*Problem to work on:*
Repeat the material in full. Keep every line exactly as it is.
# # # # # # #
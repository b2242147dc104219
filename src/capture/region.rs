//! Capture-region optimizer.
//!
//! Rules far apart on screen would force one huge capture rectangle whose
//! per-tick grab cost dwarfs the matching work. Instead, sample points are
//! clustered by proximity (single linkage: a point joins a cluster when it is
//! within epsilon of any member) and each cluster gets its own bounding
//! rectangle, expanded to cover every member rule's full sample area.

use log::info;

use crate::capture::CaptureRect;
use crate::models::Rule;

/// The capture rectangles for one loaded profile. Computed at load time and
/// immutable while the pipeline runs.
#[derive(Debug, Clone, Default)]
pub struct RegionPlan {
    rects: Vec<CaptureRect>,
}

impl RegionPlan {
    /// Plans capture for the given rules' sample geometries. An empty rule
    /// slice yields an empty plan and the tick loop idles.
    pub fn compute<'a>(rules: impl IntoIterator<Item = &'a Rule>, epsilon: u32) -> Self {
        // (center, bounding box) per rule
        let boxes: Vec<(i64, i64, CaptureRect)> = rules
            .into_iter()
            .map(|rule| {
                let center = rule.geometry.center();
                let rect = CaptureRect::for_geometry(&rule.geometry);
                (center.x as i64, center.y as i64, rect)
            })
            .collect();

        if boxes.is_empty() {
            return Self::default();
        }

        let clusters = cluster_indices(&boxes, epsilon);
        let rects: Vec<CaptureRect> = clusters
            .iter()
            .map(|members| enclosing_rect(members.iter().map(|&i| &boxes[i].2)))
            .collect();

        let total: u64 = rects.iter().map(|r| r.area()).sum();
        info!(
            "capture plan: {} rule(s) -> {} rect(s), {} px total",
            boxes.len(),
            rects.len(),
            total
        );

        Self { rects }
    }

    pub fn rects(&self) -> &[CaptureRect] {
        &self.rects
    }

    pub fn is_empty(&self) -> bool {
        self.rects.is_empty()
    }
}

/// Groups point indices by epsilon-proximity, equivalent to DBSCAN with a
/// minimum cluster size of 1: every point lands in exactly one cluster.
fn cluster_indices(boxes: &[(i64, i64, CaptureRect)], epsilon: u32) -> Vec<Vec<usize>> {
    let eps_sq = (epsilon as i64) * (epsilon as i64);
    let mut cluster_of: Vec<Option<usize>> = vec![None; boxes.len()];
    let mut clusters: Vec<Vec<usize>> = Vec::new();

    for start in 0..boxes.len() {
        if cluster_of[start].is_some() {
            continue;
        }
        let id = clusters.len();
        clusters.push(vec![start]);
        cluster_of[start] = Some(id);

        // Grow the cluster transitively from the seed point.
        let mut frontier = vec![start];
        while let Some(i) = frontier.pop() {
            for j in 0..boxes.len() {
                if cluster_of[j].is_some() {
                    continue;
                }
                let dx = boxes[i].0 - boxes[j].0;
                let dy = boxes[i].1 - boxes[j].1;
                if dx * dx + dy * dy <= eps_sq {
                    cluster_of[j] = Some(id);
                    clusters[id].push(j);
                    frontier.push(j);
                }
            }
        }
    }

    clusters
}

fn enclosing_rect<'a>(rects: impl Iterator<Item = &'a CaptureRect>) -> CaptureRect {
    let mut left = i32::MAX;
    let mut top = i32::MAX;
    let mut right = i32::MIN;
    let mut bottom = i32::MIN;
    for r in rects {
        left = left.min(r.left);
        top = top.min(r.top);
        right = right.max(r.left + r.width as i32);
        bottom = bottom.max(r.top + r.height as i32);
    }
    CaptureRect::new(left, top, (right - left) as u32, (bottom - top) as u32)
}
# # # # # # #
*Response area:*
repository b2242147dc104219
filename src/capture/region.rs
//! Capture-region optimizer.
//!
//! Rules far apart on screen would force one huge capture rectangle whose
//! per-tick grab cost dwarfs the matching work. Instead, sample points are
//! clustered by proximity (single linkage: a point joins a cluster when it is
//! within epsilon of any member) and each cluster gets its own bounding
//! rectangle, expanded to cover every member rule's full sample area.

use log::info;

use crate::capture::CaptureRect;
use crate::models::Rule;

/// The capture rectangles for one loaded profile. Computed at load time and
/// immutable while the pipeline runs.
#[derive(Debug, Clone, Default)]
pub struct RegionPlan {
    rects: Vec<CaptureRect>,
}

impl RegionPlan {
    /// Plans capture for the given rules' sample geometries. An empty rule
    /// slice yields an empty plan and the tick loop idles.
    pub fn compute<'a>(rules: impl IntoIterator<Item = &'a Rule>, epsilon: u32) -> Self {
        // (center, bounding box) per rule
        let boxes: Vec<(i64, i64, CaptureRect)> = rules
            .into_iter()
            .map(|rule| {
                let center = rule.geometry.center();
                let rect = CaptureRect::for_geometry(&rule.geometry);
                (center.x as i64, center.y as i64, rect)
            })
            .collect();

        if boxes.is_empty() {
            return Self::default();
        }

        let clusters = cluster_indices(&boxes, epsilon);
        let rects: Vec<CaptureRect> = clusters
            .iter()
            .map(|members| enclosing_rect(members.iter().map(|&i| &boxes[i].2)))
            .collect();

        let total: u64 = rects.iter().map(|r| r.area()).sum();
        info!(
            "capture plan: {} rule(s) -> {} rect(s), {} px total",
            boxes.len(),
            rects.len(),
            total
        );

        Self { rects }
    }

    pub fn rects(&self) -> &[CaptureRect] {
        &self.rects
    }

    pub fn is_empty(&self) -> bool {
        self.rects.is_empty()
    }
}

/// Groups point indices by epsilon-proximity, equivalent to DBSCAN with a
/// minimum cluster size of 1: every point lands in exactly one cluster.
fn cluster_indices(boxes: &[(i64, i64, CaptureRect)], epsilon: u32) -> Vec<Vec<usize>> {
    let eps_sq = (epsilon as i64) * (epsilon as i64);
    let mut cluster_of: Vec<Option<usize>> = vec![None; boxes.len()];
    let mut clusters: Vec<Vec<usize>> = Vec::new();

    for start in 0..boxes.len() {
        if cluster_of[start].is_some() {
            continue;
        }
        let id = clusters.len();
        clusters.push(vec![start]);
        cluster_of[start] = Some(id);

        // Grow the cluster transitively from the seed point.
        let mut frontier = vec![start];
        while let Some(i) = frontier.pop() {
            for j in 0..boxes.len() {
                if cluster_of[j].is_some() {
                    continue;
                }
                let dx = boxes[i].0 - boxes[j].0;
                let dy = boxes[i].1 - boxes[j].1;
                if dx * dx + dy * dy <= eps_sq {
                    cluster_of[j] = Some(id);
                    clusters[id].push(j);
                    frontier.push(j);
                }
            }
        }
    }

    clusters
}

fn enclosing_rect<'a>(rects: impl Iterator<Item = &'a CaptureRect>) -> CaptureRect {
    let mut left = i32::MAX;
    let mut top = i32::MAX;
    let mut right = i32::MIN;
    let mut bottom = i32::MIN;
    for r in rects {
        left = left.min(r.left);
        top = top.min(r.top);
        right = right.max(r.left + r.width as i32);
        bottom = bottom.max(r.top + r.height as i32);
    }
    CaptureRect::new(left, top, (right - left) as u32, (bottom - top) as u32)
}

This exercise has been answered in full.